What we don’t know is the degree to which everyone was on board with the plan, to what level they were confident it would work, and to what level they believed in their ability to deal with the worst-case scenario (which is pretty much this one). We don’t know, but there are folks at Liverpool who do know. And they will be drawing conclusions.

What you can’t do is dump everything on Slot, either as a hero for the club or, if you’re in the Salah camp, the pantomime villain. The days of the Sir Alex Ferguson-esque omnipotent, omniscient manager are long gone. But so too are the days — Liverpool fans will remember them — when the manager (Brendan Rodgers at the time) and the so-called transfer committee seemed to be operating independently of each other.
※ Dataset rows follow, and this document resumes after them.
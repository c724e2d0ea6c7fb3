use crate::analysis::{
    combine, compute_seasonal_stats, day_of_year_profile, partition_by_city, query,
    summarize_city,
};
use crate::config::Config;
use crate::data::read_observations;
use crate::live::{FixedTemperature, classify_current};
use crate::model::{CityReport, Observation};
use anyhow::{Context, Result, bail};
use chrono::Datelike;
use glob::glob;
use rmp_serde::encode;
use std::{
    collections::BTreeSet,
    fs::{self, File},
    io::{BufWriter, Write},
    path::{Path, PathBuf},
};

pub struct Manager {
    data_dir: PathBuf,
    cfg: Config,
}

impl Manager {
    pub fn new<P: AsRef<Path>>(data_dir: P) -> Result<Self> {
        let data_dir = data_dir.as_ref().to_path_buf();

        let cfg_file = data_dir.join("config.toml");
        let cfg = if cfg_file.exists() {
            Config::from_file(&cfg_file).context("failed to construct cfg")?
        } else {
            log::info!("{cfg_file:?} not found, using default config");
            Config::default()
        };
        log::info!("{cfg:#?}");

        Ok(Self { data_dir, cfg })
    }

    pub fn analyze(&self, city: Option<&str>) -> Result<()> {
        let obs_vec = self
            .load_observations()
            .context("failed to load observations")?;

        let cities = select_cities(&obs_vec, city)?;
        let obs_vec = match city {
            Some(city) => partition_by_city(&obs_vec)
                .remove(city)
                .with_context(|| format!("no observations of {city:?}"))?,
            None => obs_vec,
        };

        let union = combine(&obs_vec, self.cfg.analysis.window)
            .context("failed to combine window and seasonal statistics")?;

        for city in cities {
            let city_obs: Vec<_> = obs_vec
                .iter()
                .filter(|obs| obs.city == city)
                .cloned()
                .collect();

            let summary = summarize_city(&city_obs, &city)
                .with_context(|| format!("failed to summarize {city}"))?;
            let rows: Vec<_> = union
                .iter()
                .filter(|row| row.row.obs.city == city)
                .cloned()
                .collect();
            let n_anomalies = rows.iter().filter(|row| row.row.anomaly).count();

            let report = CityReport {
                city: city.clone(),
                summary,
                rows,
                seasonal: compute_seasonal_stats(&city_obs),
                n_anomalies,
            };
            log::info!(
                "{city}: {} rows, mean {:.2}, min {:.2}, max {:.2}, {n_anomalies} anomalies",
                report.summary.count,
                report.summary.mean,
                report.summary.min,
                report.summary.max
            );

            self.save_report(&report)
                .with_context(|| format!("failed to save report of {city}"))?;
        }

        Ok(())
    }

    pub fn classify(&self, city: &str, temp: f64, day_of_year: Option<u32>) -> Result<()> {
        let obs_vec = self
            .load_observations()
            .context("failed to load observations")?;
        select_cities(&obs_vec, Some(city))?;

        let day_of_year = day_of_year.unwrap_or_else(|| chrono::Local::now().ordinal());
        if !(1..=366).contains(&day_of_year) {
            bail!("day of year must be in the range 1..=366, but is {day_of_year}");
        }

        let profile = day_of_year_profile(&obs_vec, city);
        let lookup = query(&profile, day_of_year);
        match (lookup.range, lookup.average) {
            (Some((min, max)), Some(avg)) => {
                log::info!("{city} on day {day_of_year}: min {min:.2}, max {max:.2}, mean {avg:.2}")
            }
            _ => log::info!("{city} on day {day_of_year}: no historical data"),
        }

        let source = FixedTemperature::new(temp);
        let (current, class) = classify_current(
            &source,
            &profile,
            day_of_year,
            self.cfg.classify.normal_tolerance,
        );
        if let Some(current) = current {
            log::info!("current temperature in {city}: {current:.2}");
        }
        log::info!("temperature is {class}");

        Ok(())
    }

    pub fn clean(&self) -> Result<()> {
        for file in self.glob_files("report-*.msgpack")? {
            fs::remove_file(&file).with_context(|| format!("failed to remove {file:?}"))?;
            log::info!("removed {file:?}");
        }
        Ok(())
    }

    fn load_observations(&self) -> Result<Vec<Observation>> {
        let files = self.glob_files(&self.cfg.input.pattern)?;
        if files.is_empty() {
            bail!(
                "no files match {:?} in {:?}",
                self.cfg.input.pattern,
                self.data_dir
            );
        }

        let mut obs_vec = Vec::new();
        for file in files {
            let file_obs = read_observations(&file)?;
            log::info!("read {} observations from {file:?}", file_obs.len());
            obs_vec.extend(file_obs);
        }
        Ok(obs_vec)
    }

    fn glob_files(&self, pattern: &str) -> Result<Vec<PathBuf>> {
        let pattern = self.data_dir.join(pattern);
        let pattern = pattern.to_str().context("pattern is not valid UTF-8")?;
        let files = glob(pattern)
            .context("failed to glob files")?
            .filter_map(Result::ok)
            .filter(|p| p.is_file())
            .collect();
        Ok(files)
    }

    fn save_report(&self, report: &CityReport) -> Result<()> {
        let path = self.report_file(&report.city);
        let file = File::create(&path).with_context(|| format!("failed to create {path:?}"))?;
        let mut writer = BufWriter::new(file);

        encode::write(&mut writer, report).context("failed to serialize report")?;
        writer.flush().context("failed to flush writer stream")?;

        log::info!("saved {path:?}");
        Ok(())
    }

    fn report_file(&self, city: &str) -> PathBuf {
        let name: String = city
            .chars()
            .map(|c| if c.is_alphanumeric() { c } else { '_' })
            .collect();
        self.data_dir.join(format!("report-{name}.msgpack"))
    }
}

fn select_cities(obs_vec: &[Observation], city: Option<&str>) -> Result<Vec<String>> {
    let cities: BTreeSet<&str> = obs_vec.iter().map(|obs| obs.city.as_str()).collect();
    match city {
        Some(city) if !cities.contains(city) => bail!("no observations of {city:?}"),
        Some(city) => Ok(vec![city.to_string()]),
        None => Ok(cities.into_iter().map(str::to_string).collect()),
    }
}
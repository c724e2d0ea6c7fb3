//! Classification of a live temperature against the historical day-of-year profile.

use crate::analysis::query;
use crate::model::{DayLookup, DayOfYearStats};
use serde::{Deserialize, Serialize};
use std::fmt;
use thiserror::Error;

/// Default maximum distance from the historical average of a normal temperature.
pub const DEFAULT_NORMAL_TOLERANCE: f64 = 10.0;

/// Failures a [`TemperatureSource`] may report.
///
/// Only [`FixedTemperature`] ships with the crate, so some variants are
/// constructed by external sources alone.
#[allow(dead_code)]
#[derive(Debug, Clone, Error, PartialEq)]
pub enum LookupError {
    #[error("invalid credential")]
    InvalidCredential,

    #[error("city {0:?} not found")]
    CityNotFound(String),

    #[error("malformed response: {0}")]
    MalformedResponse(String),
}

/// Provider of the current temperature of a city.
pub trait TemperatureSource {
    fn fetch_current_temperature(&self, city: &str) -> Result<f64, LookupError>;
}

/// Source that always reports the same temperature.
pub struct FixedTemperature {
    temp: f64,
}

impl FixedTemperature {
    pub fn new(temp: f64) -> Self {
        Self { temp }
    }
}

impl TemperatureSource for FixedTemperature {
    fn fetch_current_temperature(&self, _city: &str) -> Result<f64, LookupError> {
        if !self.temp.is_finite() {
            return Err(LookupError::MalformedResponse(format!(
                "temperature is not finite: {}",
                self.temp
            )));
        }
        Ok(self.temp)
    }
}

#[derive(Debug, Clone, Copy, PartialEq, Serialize, Deserialize)]
pub enum Classification {
    Normal,
    Anomalous,
    /// No current temperature could be obtained.
    Unavailable,
    /// No historical observation exists for the day.
    NoHistory,
}

impl fmt::Display for Classification {
    fn fmt(&self, f: &mut fmt::Formatter<'_>) -> fmt::Result {
        let msg = match self {
            Classification::Normal => "normal",
            Classification::Anomalous => "anomalous",
            Classification::Unavailable => "cannot classify: no current temperature",
            Classification::NoHistory => "cannot classify: no historical data for this day",
        };
        f.write_str(msg)
    }
}

/// Classify `current` against the historical average of `lookup`.
pub fn classify(current: Option<f64>, lookup: &DayLookup, tolerance: f64) -> Classification {
    let Some(current) = current else {
        return Classification::Unavailable;
    };
    let Some(average) = lookup.average else {
        return Classification::NoHistory;
    };
    if (average - current).abs() <= tolerance {
        Classification::Normal
    } else {
        Classification::Anomalous
    }
}

/// Fetch the current temperature of `city` and classify it for `day_of_year`.
///
/// Lookup failures are logged and classified as [`Classification::Unavailable`].
pub fn classify_current<S: TemperatureSource + ?Sized>(
    source: &S,
    profile: &DayOfYearStats,
    day_of_year: u32,
    tolerance: f64,
) -> (Option<f64>, Classification) {
    let current = match source.fetch_current_temperature(&profile.city) {
        Ok(temp) => Some(temp),
        Err(error) => {
            log::warn!("failed to fetch current temperature of {}: {error}", profile.city);
            None
        }
    };
    let lookup = query(profile, day_of_year);
    (current, classify(current, &lookup, tolerance))
}

#[cfg(test)]
mod tests {
    use super::*;
    use crate::model::DayStats;
    use std::collections::BTreeMap;

    struct FailingSource(LookupError);

    impl TemperatureSource for FailingSource {
        fn fetch_current_temperature(&self, _city: &str) -> Result<f64, LookupError> {
            Err(self.0.clone())
        }
    }

    fn profile() -> DayOfYearStats {
        let mut days = BTreeMap::new();
        days.insert(
            100,
            DayStats {
                min: 10.0,
                max: 30.0,
                mean: 20.0,
                count: 3,
            },
        );
        DayOfYearStats {
            city: "Berlin".to_string(),
            days,
        }
    }

    #[test]
    fn classify_uses_inclusive_tolerance() {
        let lookup = query(&profile(), 100);
        assert_eq!(classify(Some(30.0), &lookup, 10.0), Classification::Normal);
        assert_eq!(classify(Some(10.0), &lookup, 10.0), Classification::Normal);
        assert_eq!(classify(Some(30.5), &lookup, 10.0), Classification::Anomalous);
        assert_eq!(classify(Some(-1.0), &lookup, 10.0), Classification::Anomalous);
    }

    #[test]
    fn classify_missing_values() {
        let lookup = query(&profile(), 100);
        assert_eq!(classify(None, &lookup, 10.0), Classification::Unavailable);

        let empty = query(&profile(), 200);
        assert_eq!(classify(Some(20.0), &empty, 10.0), Classification::NoHistory);
    }

    #[test]
    fn classify_current_with_fixed_source() {
        let source = FixedTemperature::new(24.0);
        let (current, class) = classify_current(&source, &profile(), 100, 10.0);
        assert_eq!(current, Some(24.0));
        assert_eq!(class, Classification::Normal);
    }

    #[test]
    fn classify_current_swallows_lookup_failures() {
        for error in [
            LookupError::InvalidCredential,
            LookupError::CityNotFound("Berlin".to_string()),
            LookupError::MalformedResponse("missing main.temp".to_string()),
        ] {
            let (current, class) = classify_current(&FailingSource(error), &profile(), 100, 10.0);
            assert_eq!(current, None);
            assert_eq!(class, Classification::Unavailable);
        }

        let (_, class) = classify_current(&FixedTemperature::new(f64::NAN), &profile(), 100, 10.0);
        assert_eq!(class, Classification::Unavailable);
    }
}
//! The header probe: stream, codec, configuration and header, in that order.
//!
//! Each stage binds its handle to a local, so an early return drops what has
//! been acquired so far in reverse acquisition order: descriptor, codec,
//! stream.

use crate::ImageInfo;
use crate::codec::{CodecBackend, CodecVariant, ImageDescriptor, NativeBackend};
use crate::coding_parameters::DecoderConfig;
use crate::error::{ProbeError, StatusCode};
use crate::memory_stream::StreamDirection;

/// Stage reached by a probe.
#[derive(Debug, Clone, Copy, PartialEq, Eq)]
pub enum ProbeStage {
    Start,
    StreamReady,
    CodecReady,
    Configured,
    HeaderValidated,
    Failed(StatusCode),
}

struct StageTracker {
    stage: ProbeStage,
}

impl StageTracker {
    fn new() -> Self {
        Self {
            stage: ProbeStage::Start,
        }
    }

    fn advance(&mut self, next: ProbeStage) {
        log::trace!("probe stage {:?} -> {:?}", self.stage, next);
        self.stage = next;
    }

    fn fail(&mut self, error: ProbeError) -> ProbeError {
        log::debug!("header probe failed after {:?}: {}", self.stage, error);
        self.stage = ProbeStage::Failed(error.status());
        error
    }
}

/// Runs the probe against `backend` with the given decoder configuration.
///
/// `variant` is the raw codec tag; tags that name no [`CodecVariant`] fail
/// the codec stage like any other unavailable codec.
pub fn probe_with<B: CodecBackend>(
    backend: &B,
    input: &[u8],
    variant: i32,
    config: &DecoderConfig,
) -> Result<ImageInfo, ProbeError> {
    let mut tracker = StageTracker::new();

    let mut stream = backend
        .create_stream(input, StreamDirection::Input)
        .map_err(|e| tracker.fail(e))?;
    tracker.advance(ProbeStage::StreamReady);

    let mut codec = CodecVariant::try_from(variant)
        .map_err(|_| ProbeError::UnknownCodec(variant))
        .and_then(|variant| backend.create_decompress(variant))
        .map_err(|e| tracker.fail(e))?;
    tracker.advance(ProbeStage::CodecReady);

    backend
        .setup_decoder(&mut codec, config)
        .map_err(|e| tracker.fail(e))?;
    tracker.advance(ProbeStage::Configured);

    let image = backend
        .read_header(&mut codec, &mut stream)
        .map_err(|e| tracker.fail(e))?;
    if image.component_count() == 0 {
        return Err(tracker.fail(ProbeError::NoComponents));
    }
    tracker.advance(ProbeStage::HeaderValidated);

    Ok(image.summary())
}

/// Opens `input` as `variant` with the default configuration and validates
/// its header, returning a summary of the image on success.
pub fn probe_header(input: &[u8], variant: CodecVariant) -> Result<ImageInfo, ProbeError> {
    probe_with(
        &NativeBackend,
        input,
        variant.into(),
        &DecoderConfig::default(),
    )
}

/// Checks that `input` can be opened as the codec format `variant` and that
/// its header declares at least one component.
///
/// `i32::from` of the result is 0 on success, 1 when no decompressor exists
/// for `variant`, 2 when the decoder rejects its configuration and 3 when the
/// header is unreadable or empty.
pub fn decode_header(input: &[u8], variant: i32) -> StatusCode {
    let result = probe_with(&NativeBackend, input, variant, &DecoderConfig::default());
    StatusCode::from(&result)
}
Serious, well-run organizations — Liverpool Football Club is one of them — are based around accountability, shared responsibility and the realization that mistakes of judgment will happen (and even that, sometimes, mistakes turn into success in the long term). Sure, it’s easier to make this all about Salah and Slot. Dump one first and then the other, if need be. But this situation runs far deeper. It came about collectively and must be dealt with collectively.